As designers we took this invisibility as a challenge. We needed to know more about the way that RFID technology inhabits space so that we could better understand the kinds of interactions that can be built with it and the ways it can be used effectively and playfully inside physical products.

The experiments

In order to study the readable volume around an RFID reader, we built experimental probes that would flash an LED light when they successfully read an RFID tag. The readable volume is not the same as the radio field, instead it shows the space within the field in which an RFID tag and an RFID reader will interact with each other.

RFID probe (6 of 7)

One version of our probe containing a tag and LED light connected to the RFID reader that is being studied.
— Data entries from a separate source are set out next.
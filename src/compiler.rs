use crate::config::Config;
use crate::metadata::EntityMetadata;
use crate::models::FilterSpec;
use sea_orm::Value;

use crate::query::composer::{compose_row_query, positional_args};
use crate::query::count::{compose_count_query, id_column, wrap_estimate};
use crate::query::placeholders::{max_positional_index, renumber};
use crate::query::{CompiledQuery, Fragment};

const TERMINATOR: char = ';';

/// Compiles [`FilterSpec`]s for one entity into Postgres SQL.
///
/// Holds the entity's metadata by reference and a read-only [`Config`]. It
/// has no mutable state, so a single instance can be shared across threads
/// and requests.
///
/// ```rust
/// use paginate_sql::{Config, FilterSpec, QueryCompiler, entity_metadata};
///
/// let metadata = entity_metadata! { "name" => "u.name" };
/// let compiler = QueryCompiler::new(&metadata, Config::default());
///
/// let spec = FilterSpec::builder("users u")
///     .equals("name", ["ada"])
///     .build(compiler.config());
///
/// let query = compiler.compile_row_query(&spec);
/// assert_eq!(query.sql, "SELECT * FROM users u WHERE (u.name = $1) LIMIT 10 OFFSET 0;");
/// assert_eq!(query.args.len(), 1);
/// ```
#[derive(Debug, Clone)]
pub struct QueryCompiler<'a> {
    metadata: &'a EntityMetadata,
    config: Config,
}

impl<'a> QueryCompiler<'a> {
    #[must_use]
    pub fn new(metadata: &'a EntityMetadata, config: Config) -> Self {
        Self { metadata, config }
    }

    #[must_use]
    pub fn metadata(&self) -> &EntityMetadata {
        self.metadata
    }

    #[must_use]
    pub fn config(&self) -> &Config {
        &self.config
    }

    /// Build the page query: `SELECT ... FROM ... WHERE ... ORDER BY ... LIMIT ... OFFSET ...;`
    #[must_use]
    pub fn compile_row_query(&self, spec: &FilterSpec) -> CompiledQuery {
        let (numbered, args) = bind(spec, compose_row_query(spec, self.metadata));
        let query = CompiledQuery::new(format!("{numbered}{TERMINATOR}"), args);
        self.log("compile_row_query", &query);
        query
    }

    /// Build the matching count query.
    ///
    /// Same `FROM`/join/`WHERE` text and arguments as the row query, without
    /// ordering or pagination. With `spec.vacuum` set, the statement is
    /// wrapped in the configured estimator function.
    #[must_use]
    pub fn compile_count_query(&self, spec: &FilterSpec) -> CompiledQuery {
        let id = id_column(spec, self.metadata);
        let (numbered, args) = bind(spec, compose_count_query(spec, self.metadata, &id));

        let sql = if spec.vacuum {
            wrap_estimate(&numbered, &id, &self.config.estimate_function)
        } else {
            format!("{numbered}{TERMINATOR}")
        };

        let query = CompiledQuery::new(sql, args);
        self.log("compile_count_query", &query);
        query
    }

    fn log(&self, operation: &'static str, query: &CompiledQuery) {
        if self.config.debug {
            tracing::debug!(
                operation,
                sql = %query.sql,
                args = ?query.args,
                arg_count = query.args.len(),
                "Compiled paginated query"
            );
        }
    }
}

/// Number the `?` placeholders and lay out the arguments: values for
/// existing `$n` tokens first, then one per `?` in order of appearance.
fn bind(spec: &FilterSpec, fragment: Fragment) -> (String, Vec<Value>) {
    let Fragment { text, args: placeholder_args } = fragment;
    let mut args = positional_args(spec);

    let highest = max_positional_index(&text);
    if highest > args.len() {
        tracing::warn!(
            highest,
            bound = args.len(),
            "Statement references positional parameters with no value"
        );
    }

    args.extend(placeholder_args);
    (renumber(&text), args)
}

/// Compile the page query with the default [`Config`].
#[must_use]
pub fn compile_row_query(spec: &FilterSpec, metadata: &EntityMetadata) -> CompiledQuery {
    QueryCompiler::new(metadata, Config::default()).compile_row_query(spec)
}

/// Compile the count query with the default [`Config`].
#[must_use]
pub fn compile_count_query(spec: &FilterSpec, metadata: &EntityMetadata) -> CompiledQuery {
    QueryCompiler::new(metadata, Config::default()).compile_count_query(spec)
}
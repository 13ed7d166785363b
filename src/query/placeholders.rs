//! Rewrites generic `?` placeholders into Postgres positional parameters.
//!
//! Fragments are assembled with `?` so they can be built and tested in
//! isolation. Once the statement text is final, placeholders are numbered
//! left to right, which is exactly the order their arguments were appended.
//!
//! Text inside single-quoted literals is left alone, and `$n` tokens that are
//! already present are never renumbered: numbering continues after the
//! highest existing index so the two can coexist.

use super::fragment::PLACEHOLDER;

const POSITIONAL_PREFIX: char = '$';

/// Distinct `$n` indices appearing outside string literals, ascending.
#[must_use]
pub fn positional_indices(sql: &str) -> Vec<usize> {
    let mut indices = Vec::new();
    let mut in_literal = false;
    let mut chars = sql.chars().peekable();

    while let Some(c) = chars.next() {
        match c {
            '\'' => in_literal = !in_literal,
            POSITIONAL_PREFIX if !in_literal => {
                let mut digits = String::new();
                while let Some(d) = chars.peek().copied().filter(char::is_ascii_digit) {
                    digits.push(d);
                    chars.next();
                }
                if let Ok(index) = digits.parse::<usize>() {
                    indices.push(index);
                }
            }
            _ => {}
        }
    }

    indices.sort_unstable();
    indices.dedup();
    indices
}

/// Highest `$n` index appearing outside string literals, 0 when there is none.
#[must_use]
pub fn max_positional_index(sql: &str) -> usize {
    positional_indices(sql).last().copied().unwrap_or(0)
}

/// Replace every `?` outside string literals with `$start`, `$start+1`, ...
#[must_use]
pub fn renumber_from(sql: &str, start: usize) -> String {
    let mut output = String::with_capacity(sql.len() + 8);
    let mut next = start;
    let mut in_literal = false;

    for c in sql.chars() {
        match c {
            '\'' => {
                in_literal = !in_literal;
                output.push(c);
            }
            PLACEHOLDER if !in_literal => {
                output.push(POSITIONAL_PREFIX);
                output.push_str(&next.to_string());
                next += 1;
            }
            _ => output.push(c),
        }
    }

    output
}

/// Number placeholders, continuing after any positional index already in use.
#[must_use]
pub fn renumber(sql: &str) -> String {
    renumber_from(sql, max_positional_index(sql) + 1)
}

/// Count the `?` placeholders outside string literals.
#[must_use]
pub fn count_placeholders(sql: &str) -> usize {
    let mut count = 0;
    let mut in_literal = false;

    for c in sql.chars() {
        match c {
            '\'' => in_literal = !in_literal,
            PLACEHOLDER if !in_literal => count += 1,
            _ => {}
        }
    }

    count
}
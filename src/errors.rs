//! # Metadata Errors
//!
//! Compiling a query never fails: unknown fields coming from untrusted input
//! are dropped rather than rejected. The only hard failure is wiring up entity
//! metadata from a type that is not record-shaped, which is a configuration
//! bug on the caller's side. That condition is reported here, at the point
//! where metadata is constructed, so the compiler itself never has to abort.
//!
//! ```rust,ignore
//! use paginate_sql::{EntityMetadata, MetadataError};
//!
//! let metadata = EntityMetadata::from_record(&User::default(), &[("lastName", "last_name")])?;
//!
//! // A bare string is not a record
//! let err = EntityMetadata::from_record(&"oops", &[]).unwrap_err();
//! assert!(matches!(err, MetadataError::NotARecord { .. }));
//! ```

use std::fmt;

/// Error raised while building [`EntityMetadata`](crate::EntityMetadata).
#[derive(Debug)]
pub enum MetadataError {
    /// The sample value did not serialize to a struct or map.
    NotARecord {
        /// Rust type name of the offending sample
        type_name: &'static str,
    },

    /// The sample value could not be serialized at all.
    Serialize(serde_json::Error),
}

impl MetadataError {
    /// Create a `NotARecord` error for type `T`
    #[must_use]
    pub fn not_a_record<T: ?Sized>() -> Self {
        Self::NotARecord {
            type_name: std::any::type_name::<T>(),
        }
    }
}

impl fmt::Display for MetadataError {
    fn fmt(&self, f: &mut fmt::Formatter<'_>) -> fmt::Result {
        match self {
            Self::NotARecord { type_name } => {
                write!(f, "entity metadata requires a record type, got `{type_name}`")
            }
            Self::Serialize(err) => write!(f, "failed to inspect entity record: {err}"),
        }
    }
}

impl std::error::Error for MetadataError {
    fn source(&self) -> Option<&(dyn std::error::Error + 'static)> {
        match self {
            Self::NotARecord { .. } => None,
            Self::Serialize(err) => Some(err),
        }
    }
}

impl From<serde_json::Error> for MetadataError {
    fn from(err: serde_json::Error) -> Self {
        Self::Serialize(err)
    }
}

#[cfg(test)]
mod tests {
    use super::*;

    #[test]
    fn test_not_a_record_display() {
        let err = MetadataError::not_a_record::<i32>();
        assert_eq!(
            err.to_string(),
            "entity metadata requires a record type, got `i32`"
        );
    }

    #[test]
    fn test_serialize_error_has_source() {
        let json_err = serde_json::from_str::<serde_json::Value>("{").unwrap_err();
        let err: MetadataError = json_err.into();
        assert!(std::error::Error::source(&err).is_some());
        assert!(err.to_string().starts_with("failed to inspect entity record"));
    }

    #[test]
    fn test_error_trait() {
        let err = MetadataError::not_a_record::<str>();
        let _: &dyn std::error::Error = &err;
    }
}
//! Statement assembly: fragments, clause composition, placeholder numbering
//! and the count/estimate variants.

pub mod composer;
pub mod count;
pub mod fragment;
pub mod placeholders;

use sea_orm::{DbBackend, Statement, Value};

pub use fragment::{Fragment, PLACEHOLDER};

/// Final SQL text plus its arguments.
///
/// `args[i]` binds to `$(i + 1)`: arguments are listed in the order their
/// placeholders appear in `sql`.
#[derive(Debug, Clone, PartialEq)]
pub struct CompiledQuery {
    pub sql: String,
    pub args: Vec<Value>,
}

impl CompiledQuery {
    #[must_use]
    pub fn new(sql: String, args: Vec<Value>) -> Self {
        Self { sql, args }
    }

    /// Convert into a sea-orm statement for a Postgres connection.
    #[must_use]
    pub fn into_statement(self) -> Statement {
        Statement::from_sql_and_values(DbBackend::Postgres, self.sql, self.args)
    }

    /// Split into the `(sql, args)` pair most drivers accept.
    #[must_use]
    pub fn into_parts(self) -> (String, Vec<Value>) {
        (self.sql, self.args)
    }
}
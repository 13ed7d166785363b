//! # Entity Metadata & Field Resolution
//!
//! Filter, sort and search directives reference fields by their *logical*
//! (JSON-facing) name. The SQL needs the *physical* column reference, which
//! may be qualified with a table alias (`t.last_name`). [`EntityMetadata`] is
//! the lookup table between the two.
//!
//! Build it once per entity type at startup and share it between compile
//! calls:
//!
//! ```rust
//! use paginate_sql::{EntityMetadata, entity_metadata};
//!
//! let users = entity_metadata! {
//!     "id" => "u.id",
//!     "name" => "u.name",
//!     "lastName" => "u.last_name",
//! };
//! assert_eq!(users.resolve("lastName"), Some("u.last_name"));
//! assert_eq!(users.resolve("password"), None);
//!
//! // Struct-tag style pairs: modifiers after the comma are ignored
//! let tagged = EntityMetadata::from_tags(&[("name,omitempty", "name"), ("-", "secret")]);
//! assert_eq!(tagged.resolve("name"), Some("name"));
//! assert_eq!(tagged.len(), 1);
//! ```
//!
//! A failed lookup is not an error. Callers drop whatever referenced the
//! unknown field, so arbitrary query parameters cannot break a page request.

use serde::Serialize;

use crate::errors::MetadataError;

/// Tag value that hides a field from filtering entirely
const SKIP_TAG: &str = "-";

/// One logical-name → physical-column pair.
#[derive(Debug, Clone, PartialEq, Eq)]
pub struct FieldMapping {
    /// Name used by API clients (e.g. `lastName`)
    pub logical: String,
    /// Column reference emitted in SQL (e.g. `t.last_name`)
    pub column: String,
}

impl FieldMapping {
    #[must_use]
    pub fn new(logical: impl Into<String>, column: impl Into<String>) -> Self {
        Self {
            logical: logical.into(),
            column: column.into(),
        }
    }
}

/// Ordered, read-only description of one row-producing type.
#[derive(Debug, Clone, Default, PartialEq, Eq)]
pub struct EntityMetadata {
    fields: Vec<FieldMapping>,
}

impl EntityMetadata {
    #[must_use]
    pub fn new(fields: Vec<FieldMapping>) -> Self {
        Self { fields }
    }

    /// Build metadata from `(logical_tag, column)` pairs.
    ///
    /// The logical tag follows the struct-tag convention: anything after the
    /// first comma is a modifier (`"name,omitempty"` → `name`). Tags of `-` and
    /// empty logical names are skipped.
    #[must_use]
    pub fn from_tags(tags: &[(&str, &str)]) -> Self {
        tags.iter()
            .filter_map(|(tag, column)| {
                let logical = tag_name(tag)?;
                Some(FieldMapping::new(logical, *column))
            })
            .collect()
    }

    /// Derive logical names from a serializable record.
    ///
    /// The sample is serialized with serde, so `#[serde(rename...)]`
    /// attributes decide the logical names. Each key maps to the column given
    /// in `columns` for that key, or to the key itself. Fields skipped during
    /// serialization (e.g. `skip_serializing_if` on a `None`) are not
    /// registered, so pass a fully populated sample.
    ///
    /// # Errors
    ///
    /// Returns [`MetadataError::NotARecord`] when `sample` is not a struct or
    /// map, and [`MetadataError::Serialize`] when serialization fails.
    pub fn from_record<T: Serialize + ?Sized>(
        sample: &T,
        columns: &[(&str, &str)],
    ) -> Result<Self, MetadataError> {
        let serde_json::Value::Object(map) = serde_json::to_value(sample)? else {
            return Err(MetadataError::not_a_record::<T>());
        };

        Ok(map
            .keys()
            .filter(|key| !key.is_empty())
            .map(|key| {
                let column = columns
                    .iter()
                    .find(|(logical, _)| *logical == key.as_str())
                    .map_or(key.as_str(), |(_, column)| *column);
                FieldMapping::new(key.as_str(), column)
            })
            .collect())
    }

    /// Resolve a logical field name to its physical column.
    ///
    /// Exact match only. Empty names never resolve.
    #[must_use]
    pub fn resolve(&self, logical: &str) -> Option<&str> {
        if logical.is_empty() {
            return None;
        }
        self.fields
            .iter()
            .find(|field| field.logical == logical)
            .map(|field| field.column.as_str())
    }

    #[must_use]
    pub fn fields(&self) -> &[FieldMapping] {
        &self.fields
    }

    #[must_use]
    pub fn len(&self) -> usize {
        self.fields.len()
    }

    #[must_use]
    pub fn is_empty(&self) -> bool {
        self.fields.is_empty()
    }
}

impl FromIterator<FieldMapping> for EntityMetadata {
    fn from_iter<I: IntoIterator<Item = FieldMapping>>(iter: I) -> Self {
        Self::new(iter.into_iter().collect())
    }
}

/// Logical name of a struct-style tag, or `None` when the field is hidden
fn tag_name(tag: &str) -> Option<&str> {
    let name = tag.split(',').next().unwrap_or_default().trim();
    if name.is_empty() || name == SKIP_TAG {
        None
    } else {
        Some(name)
    }
}

/// Declare [`EntityMetadata`] as `logical => column` pairs.
///
/// Usage: `entity_metadata! { "name" => "t.name", "lastName" => "t.last_name" }`
#[macro_export]
macro_rules! entity_metadata {
    ($($logical:expr => $column:expr),* $(,)?) => {
        $crate::EntityMetadata::new(vec![
            $($crate::FieldMapping::new($logical, $column),)*
        ])
    };
}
In a dark room, the probes were moved around the various RFID tags and readers that we wanted to study, with a camera taking long-exposure photographs of the resulting patterns of light. In this way we could build up layers by slicing through the field in different ways, creating animations that clearly reveal the spatial properties of this interaction.

These experiments were carried out in order to help us flesh out our own models of the technology, and were not intended to be scientifically accurate. So although they accurately reflect the behaviour of the technologies in the situations that we work with, there were no controlled environments or settings for generalisable technical accuracy.

Innovations ID 20

The Innovations ID 20 RFID reader has become one of the standard components in a lot of our work, it is small, robust and relatively cheap. So it has been very important for us to gain an understanding of the readable volume it produces when we embed the reader inside products such as Sniff and Skål.

Field drawing ID20e

Details: Innovations ID20 low-frequency EM4102 reader, 20mm circular EM4102 tag.

The resulting visualisation shows the way in which we have mapped the boundary of the readable volume, although a tag will read anywhere inside this, we have only mapped the edge for the sake of clarity. From the animation (see the video) we start to clearly see that the readable volume is made up of a strong central sphere, accompanied by a smaller lobe that surrounds the edge of the reader.

Oyster card

Mifare cards are one of the largest public applications of RFID, used in many transit systems around the world such as the Oyster and Suica cards. It has become common to have to touch in and touch out of subway stations, and many people have become accustomed to this interaction. So what does the readable volume around an Oyster card look like?

field drawing rfid oyster

Details: Standard Mifare Oyster card, probed with a Sonmicro high-frequency reader.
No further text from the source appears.